Computing research: keeping data out of the wrong hands

By John Leonard
26 Nov 2012 View Comments
data breach black glove

Earlier this month, the Information Commissioner’s Office (ICO) issued financial services giant Prudential with a penalty charge of £50,000 for a serious breach of the Data Protection Act (DPA), after a prolonged mix-up of two customers’ accounts.

Further reading

This is significant because it is the first time that a fine has been levied with no data loss having taken place. It is also unusual because the action was brought against a private-sector organisation.

Unlike their central government counterparts, private organisations are under no obligation to agree to an ICO audit. There is also no legal compulsion and certainly little incentive for companies to admit to a breach, such as the theft of an unencrypted memory stick or an intrusion into their systems by hackers.

However some experts believe that mandatory data breach notification for the private sector in the UK is just a matter of time, in part because of recent EU directives, and also because disclosure is now law in some US states such as California, which provides a precedent.

More leaks mean more laws

The backdrop to all of this is a massive rise in reported breaches of the DPA. According to the ICO, these have jumped ten-fold over the past five years, with a consistent increase in the number of incidents reported every year. To some extent, this increase may be due to the huge rise in data volumes – there’s simply more data to leak – and also to mandatory reporting in the public sector since 2010 (the largest rises have been for councils and other public-sector bodies).

Whatever the cause, these figures will put pressure on politicians to further strengthen the powers of an ICO that is already baring its teeth more than before, extend mandatory audits and reporting, and possibly increase the range of sanctions available to the watchdog. Many argue that even the maximum £500,000 penalty is small beer to a large financial organisation, for example, and unlikely to force a change in attitude.

What will make a difference to corporate boards, though, is customers jumping ship. Unlike local authority services, people can easily take their bank accounts elsewhere. And they do. Custo-mer “churn” is particularly high in the financial services sector.

The charity sector is another in which reputation is vital. In October, social care charity Norwood Ravenswood was served a penalty of £70,000 by the ICO after highly sensitive information about four children was lost. Donors will think twice before giving money to such a careless organisation.

In addition to lost custom, there is the time and expense of putting things right following a serious breach. Such costs can include compensation, helpdesk activities, investigations, training, legal expenditure, product discounts and regulatory interventions.

Hackers make headlines

Despite the headlines, malicious activity – particularly by outsiders – is the least likely cause of a data breach.
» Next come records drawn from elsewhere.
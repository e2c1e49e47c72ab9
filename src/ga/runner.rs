//! Evaluate/evolve loop execution.
//!
//! [`GenePoolRunner`] drives a [`GenePool`] through the full cycle:
//! evaluate → (evolve → evaluate) × generations, stopping early on a target
//! score, stagnation, or cancellation.

use super::config::GenePoolConfig;
use super::error::GenePoolError;
use super::genome::Genome;
use super::pool::GenePool;
use super::types::{Evaluator, Gene, Score};
use rand::rngs::StdRng;
use rand::Rng;
use std::sync::atomic::{AtomicBool, Ordering};
use std::sync::Arc;
use tracing::{info, instrument};

/// Result of a gene pool run.
#[derive(Debug, Clone)]
pub struct RunResult<G, S> {
    /// The best genome found during the entire run.
    pub best: Genome<G, S>,

    /// Score of `best`, the maximum of `score_history`.
    pub best_score: f64,

    /// Number of generations evolved.
    pub generations: usize,

    /// Whether the run stopped because `target_score` was reached.
    pub reached_target: bool,

    /// Whether the run was terminated due to stagnation.
    pub stagnated: bool,

    /// Whether the run was cancelled externally.
    pub cancelled: bool,

    /// Best score after the initial evaluation and after each generation.
    pub score_history: Vec<f64>,
}

/// Executes the evaluate/evolve loop.
///
/// # Usage
///
/// ```ignore
/// let config = GenePoolConfig::new(10, 7, 0.3)
///     .with_seed(42)
///     .with_target_score(10.0);
/// let result = GenePoolRunner::run::<MyGene, f64, _>(&config, &my_evaluator)?;
/// println!("best score: {}", result.best_score);
/// ```
pub struct GenePoolRunner;

impl GenePoolRunner {
    /// Builds a pool from `config` and runs it.
    pub fn run<G, S, E>(
        config: &GenePoolConfig,
        evaluator: &E,
    ) -> Result<RunResult<G, S>, GenePoolError>
    where
        G: Gene,
        S: Score,
        E: Evaluator<G, S>,
    {
        config.validate()?;
        let mut pool: GenePool<G, S, StdRng> = GenePool::new(config)?;
        Ok(Self::run_pool(&mut pool, config, evaluator, None))
    }

    /// Builds a pool from `config` and runs it with an optional
    /// cancellation token.
    ///
    /// If `cancel` is `Some` and the flag is set to `true`, the run stops
    /// before the next generation and returns the best genome so far.
    pub fn run_with_cancel<G, S, E>(
        config: &GenePoolConfig,
        evaluator: &E,
        cancel: Option<Arc<AtomicBool>>,
    ) -> Result<RunResult<G, S>, GenePoolError>
    where
        G: Gene,
        S: Score,
        E: Evaluator<G, S>,
    {
        config.validate()?;
        let mut pool: GenePool<G, S, StdRng> = GenePool::new(config)?;
        Ok(Self::run_pool(&mut pool, config, evaluator, cancel))
    }

    /// Runs an existing pool using the termination settings of `config`.
    ///
    /// The shape fields of `config` are not consulted; the pool keeps its own.
    #[instrument(level = "debug", skip_all, fields(population_size = pool.len(), max_generations = config.max_generations))]
    pub fn run_pool<G, S, R, E>(
        pool: &mut GenePool<G, S, R>,
        config: &GenePoolConfig,
        evaluator: &E,
        cancel: Option<Arc<AtomicBool>>,
    ) -> RunResult<G, S>
    where
        G: Gene,
        S: Score,
        R: Rng,
        E: Evaluator<G, S>,
    {
        let reached = |score: f64| config.target_score.is_some_and(|t| score >= t);

        info!(
            population_size = pool.len(),
            genome_length = pool.genome_length(),
            max_generations = config.max_generations,
            "gene pool run started"
        );

        pool.evaluate(evaluator);
        let mut best = pool.best().clone();
        let mut best_score = best.score();
        let mut score_history = Vec::with_capacity(config.max_generations + 1);
        score_history.push(best_score);

        let mut generations = 0usize;
        let mut stagnation_counter = 0usize;
        let mut reached_target = reached(best_score);
        let mut stagnated = false;
        let mut cancelled = false;

        while !reached_target && generations < config.max_generations {
            if let Some(ref flag) = cancel {
                if flag.load(Ordering::Relaxed) {
                    cancelled = true;
                    break;
                }
            }

            pool.evolve();
            pool.evaluate(evaluator);
            generations += 1;

            let gen_best = pool.best().score();
            score_history.push(gen_best);
            if gen_best > best_score {
                best.clone_from(pool.best());
                best_score = gen_best;
                stagnation_counter = 0;
            } else {
                stagnation_counter += 1;
            }

            reached_target = reached(gen_best);

            if config.stagnation_limit > 0 && stagnation_counter >= config.stagnation_limit {
                stagnated = true;
                break;
            }
        }

        info!(
            generations,
            best_score,
            reached_target,
            stagnated,
            cancelled,
            "gene pool run finished"
        );

        RunResult {
            best_score,
            best,
            generations,
            reached_target,
            stagnated,
            cancelled,
            score_history,
        }
    }
}

#[cfg(test)]
mod tests {
    use super::*;
    use rand::Rng;

    #[derive(Clone, Debug)]
    struct IntGene(i32);

    impl Gene for IntGene {
        fn random<R: Rng + ?Sized>(rng: &mut R) -> Self {
            IntGene(rng.random_range(-5..=5))
        }
        fn mutate<R: Rng + ?Sized>(&mut self, rng: &mut R) {
            self.0 += rng.random_range(-5..=5);
        }
        fn crossover(a: &Self, b: &Self) -> Self {
            IntGene((a.0 + b.0) / 2)
        }
    }

    fn sum(genome: &Genome<IntGene, f64>) -> i32 {
        genome.genes().iter().map(|g| g.0).sum()
    }

    fn max_seeker(genome: &Genome<IntGene, f64>) -> f64 {
        let m = sum(genome);
        if m == 6 {
            10.0
        } else {
            1.0 / (m - 6).abs() as f64
        }
    }

    #[test]
    fn test_reaches_target() {
        let config = GenePoolConfig::new(10, 7, 0.3)
            .with_seed(42)
            .with_max_generations(100)
            .with_target_score(10.0);

        let result: RunResult<IntGene, f64> = GenePoolRunner::run(&config, &max_seeker).unwrap();

        assert!(result.reached_target);
        assert!(!result.stagnated);
        assert!(!result.cancelled);
        assert_eq!(result.best_score, 10.0);
        assert_eq!(sum(&result.best), 6);
        assert_eq!(result.score_history.len(), result.generations + 1);
    }

    #[test]
    fn test_returns_best_ever_genome() {
        for seed in 0..50 {
            let config = GenePoolConfig::new(10, 7, 0.3)
                .with_seed(seed)
                .with_max_generations(30)
                .with_stagnation_limit(5);

            let result: RunResult<IntGene, f64> = GenePoolRunner::run(&config, &max_seeker).unwrap();

            let peak = result.score_history.iter().copied().fold(f64::MIN, f64::max);
            assert_eq!(result.best_score, peak, "seed {seed}");
            assert_eq!(result.best.score(), peak, "seed {seed}");
            assert_eq!(max_seeker(&result.best), peak, "seed {seed}");
        }
    }

    #[test]
    fn test_zero_generations_rejected_by_run() {
        let config = GenePoolConfig::new(10, 7, 0.3).with_max_generations(0);
        let result: Result<RunResult<IntGene, f64>, _> = GenePoolRunner::run(&config, &max_seeker);
        assert_eq!(result.err(), Some(GenePoolError::NoGenerations));
    }

    #[test]
    fn test_runs_all_generations_without_target() {
        let config = GenePoolConfig::new(8, 4, 0.25)
            .with_seed(1)
            .with_max_generations(12);

        let result: RunResult<IntGene, f64> = GenePoolRunner::run(&config, &max_seeker).unwrap();

        assert_eq!(result.generations, 12);
        assert_eq!(result.score_history.len(), 13);
        assert!(!result.reached_target);
    }

    #[test]
    fn test_stagnation_stops_run() {
        let config = GenePoolConfig::new(8, 4, 0.25)
            .with_seed(2)
            .with_max_generations(500)
            .with_stagnation_limit(5);
        let flat = |_: &Genome<IntGene, f64>| 1.0;

        let result: RunResult<IntGene, f64> = GenePoolRunner::run(&config, &flat).unwrap();

        assert!(result.stagnated);
        assert_eq!(result.generations, 5);
    }

    #[test]
    fn test_cancel_before_first_generation() {
        let config = GenePoolConfig::new(8, 4, 0.25)
            .with_seed(3)
            .with_max_generations(50);
        let flag = Arc::new(AtomicBool::new(true));

        let result: RunResult<IntGene, f64> =
            GenePoolRunner::run_with_cancel(&config, &max_seeker, Some(flag)).unwrap();

        assert!(result.cancelled);
        assert_eq!(result.generations, 0);
        assert_eq!(result.score_history.len(), 1);
    }

    #[test]
    fn test_invalid_config_is_reported() {
        let config = GenePoolConfig::new(10, 7, 0.75);
        let result: Result<RunResult<IntGene, f64>, _> = GenePoolRunner::run(&config, &max_seeker);
        assert_eq!(
            result.err().map(|e| e.to_string()),
            Some("elite_fraction must be between 0.0 and 0.5, got 0.75".to_string())
        );
    }

    #[test]
    fn test_run_existing_pool() {
        let config = GenePoolConfig::new(6, 3, 0.0)
            .with_seed(4)
            .with_max_generations(3);
        let mut pool: GenePool<IntGene, f64> = GenePool::new(&config).unwrap();

        let result = GenePoolRunner::run_pool(&mut pool, &config, &max_seeker, None);

        assert_eq!(result.generations, 3);
        assert_eq!(pool.generations(), 3);
        assert_eq!(result.best_score, pool.best().score());
    }
}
Most recent studies put all malicious activity (including by internal staff, the source of the majority of attacks) around the 25-30 per cent mark, followed by systems failure, with simple human error topping the list. The proverbial laptop left on a train is a far more common cause of data loss than a successful hack.
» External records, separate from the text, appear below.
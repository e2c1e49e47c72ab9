//! Generational gene pool.
//!
//! A generic engine that evolves a fixed-size population of fixed-length
//! genomes. Users plug in their problem by implementing [`Gene`] (the
//! elementary unit), optionally [`Score`] (a payload-carrying fitness), and
//! [`Evaluator`] (the simulator that scores a genome).
//!
//! # Core Traits
//!
//! - [`Gene`]: random generation, mutation, and pairwise crossover of one unit
//! - [`Score`]: scalar fitness, higher is better, `Default` means unscored
//! - [`Evaluator`]: scores a [`Genome`]; closures implement it
//!
//! # Key Types
//!
//! - [`Genome`]: one candidate solution
//! - [`GenePoolConfig`]: population shape and run limits
//! - [`GenePool`]: the engine, driven by `evaluate` / `evolve`
//! - [`GenePoolRunner`]: loops the engine to a target score or a limit
//!
//! # Selection
//!
//! Each generation pairs parents through a persistent index table whose
//! leading elite slots are never shuffled, so top-ranked genomes breed more
//! often without being copied through unchanged. Every child is the
//! cut-point crossover of two parents followed by one point mutation.

mod config;
mod error;
mod genome;
mod pool;
mod runner;
mod types;

pub use config::GenePoolConfig;
pub use error::GenePoolError;
pub use genome::Genome;
pub use pool::GenePool;
pub use runner::{GenePoolRunner, RunResult};
pub use types::{Evaluator, Gene, Score};
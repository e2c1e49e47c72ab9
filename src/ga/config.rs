//! Gene pool configuration.
//!
//! [`GenePoolConfig`] holds the construction parameters of a
//! [`GenePool`](super::GenePool) and the termination conditions used by
//! [`GenePoolRunner`](super::GenePoolRunner).

use super::error::GenePoolError;

/// Configuration for a gene pool.
///
/// # Defaults
///
/// ```
/// use u_genepool::ga::GenePoolConfig;
///
/// let config = GenePoolConfig::default();
/// assert_eq!(config.population_size, 100);
/// assert_eq!(config.genome_length, 10);
/// ```
///
/// # Builder Pattern
///
/// ```
/// use u_genepool::ga::GenePoolConfig;
///
/// let config = GenePoolConfig::new(10, 7, 0.3)
///     .with_seed(42)
///     .with_max_generations(100)
///     .with_target_score(10.0);
/// assert!(config.validate().is_ok());
/// ```
#[derive(Debug, Clone, PartialEq)]
#[cfg_attr(feature = "serde", derive(serde::Serialize, serde::Deserialize))]
pub struct GenePoolConfig {
    /// Number of genomes in the pool.
    ///
    /// Even sizes pair every genome; an odd size leaves one slot per
    /// generation that is refilled from the current best genome.
    pub population_size: usize,

    /// Number of genes per genome. Fixed for the lifetime of the pool.
    pub genome_length: usize,

    /// Fraction of top-ranked genomes exempt from the selection shuffle
    /// (0.0–0.5).
    ///
    /// Elites are not copied through unchanged; they keep their slot in the
    /// parent index table and so take part in pairings more often.
    pub elite_fraction: f64,

    /// Random seed for reproducibility.
    ///
    /// `None` uses a random seed.
    pub seed: Option<u64>,

    /// Whether to evaluate genomes in parallel using rayon.
    ///
    /// Only honored when the crate is built with the `parallel` feature.
    pub parallel: bool,

    /// Maximum number of evolve/evaluate cycles the runner performs.
    pub max_generations: usize,

    /// The runner stops as soon as the best score reaches this value.
    pub target_score: Option<f64>,

    /// Number of generations without a better best score before the runner
    /// stops.
    ///
    /// Set to 0 to disable stagnation-based termination.
    pub stagnation_limit: usize,
}

impl Default for GenePoolConfig {
    fn default() -> Self {
        Self {
            population_size: 100,
            genome_length: 10,
            elite_fraction: 0.1,
            seed: None,
            parallel: false,
            max_generations: 100,
            target_score: None,
            stagnation_limit: 0,
        }
    }
}

impl GenePoolConfig {
    /// Configuration with the three shape parameters set.
    pub fn new(population_size: usize, genome_length: usize, elite_fraction: f64) -> Self {
        Self {
            population_size,
            genome_length,
            elite_fraction,
            ..Self::default()
        }
    }

    /// Sets the population size.
    pub fn with_population_size(mut self, n: usize) -> Self {
        self.population_size = n;
        self
    }

    /// Sets the genome length.
    pub fn with_genome_length(mut self, n: usize) -> Self {
        self.genome_length = n;
        self
    }

    /// Sets the elite fraction. Out-of-range values are reported by
    /// [`validate`](Self::validate), not clamped.
    pub fn with_elite_fraction(mut self, fraction: f64) -> Self {
        self.elite_fraction = fraction;
        self
    }

    /// Sets the random seed for reproducibility.
    pub fn with_seed(mut self, seed: u64) -> Self {
        self.seed = Some(seed);
        self
    }

    /// Enables or disables parallel evaluation.
    pub fn with_parallel(mut self, parallel: bool) -> Self {
        self.parallel = parallel;
        self
    }

    /// Sets the maximum number of generations.
    pub fn with_max_generations(mut self, n: usize) -> Self {
        self.max_generations = n;
        self
    }

    /// Sets the score at which the runner stops early.
    pub fn with_target_score(mut self, score: f64) -> Self {
        self.target_score = Some(score);
        self
    }

    /// Sets the stagnation limit (0 to disable).
    pub fn with_stagnation_limit(mut self, limit: usize) -> Self {
        self.stagnation_limit = limit;
        self
    }

    /// `floor(population_size * elite_fraction)`.
    pub fn elite_count(&self) -> usize {
        (self.population_size as f64 * self.elite_fraction) as usize
    }

    /// `floor(population_size * (0.5 - elite_fraction))`.
    ///
    /// Informational only; selection does not read it.
    pub fn retain_count(&self) -> usize {
        (self.population_size as f64 * (0.5 - self.elite_fraction)) as usize
    }

    /// Validates the population shape: size, genome length, elite fraction.
    ///
    /// This is all a [`GenePool`](super::GenePool) needs.
    pub fn validate_shape(&self) -> Result<(), GenePoolError> {
        if self.population_size == 0 {
            return Err(GenePoolError::EmptyPopulation);
        }
        if self.genome_length == 0 {
            return Err(GenePoolError::EmptyGenome);
        }
        if !(0.0..=0.5).contains(&self.elite_fraction) {
            return Err(GenePoolError::EliteFractionOutOfRange(self.elite_fraction));
        }
        Ok(())
    }

    /// Validates the whole configuration, shape and run limits.
    pub fn validate(&self) -> Result<(), GenePoolError> {
        self.validate_shape()?;
        if self.max_generations == 0 {
            return Err(GenePoolError::NoGenerations);
        }
        Ok(())
    }
}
That said, malicious attacks are the most costly type of breach. Research by Ponemon and Symantec in 2011 found that such attacks carried an average cost of £90 per record, compared with £62 for a systems glitch. Following a malicious attack an organisation must go into overdrive to bring systems back online, repair any damage, and most importantly communicate with customers and partners. Failure to do so is likely to exacerbate the damage – as the PlayStation arm of Sony found to its cost last year.

Hacks may also be hard to hide. If a website goes down or is defaced, this is obvious for all to see. The other difficulty with protecting against malicious activity is the constantly shifting nature of the environment that needs protecting. Bring your own device (BYOD) is one such disruptive shift. A related one is the increasing use of apps.

A Computing survey of 130 IT professionals running a transactional website found that 15 per cent of them are now taking advantage of the spread of mobile devices by offering their own downloadable app to customers. Of these, around a third were collecting personally identifiable data (PID) such as date of birth, social media logins and credit card information via their apps; similar proportions were recorded for transactional websites (figure 1).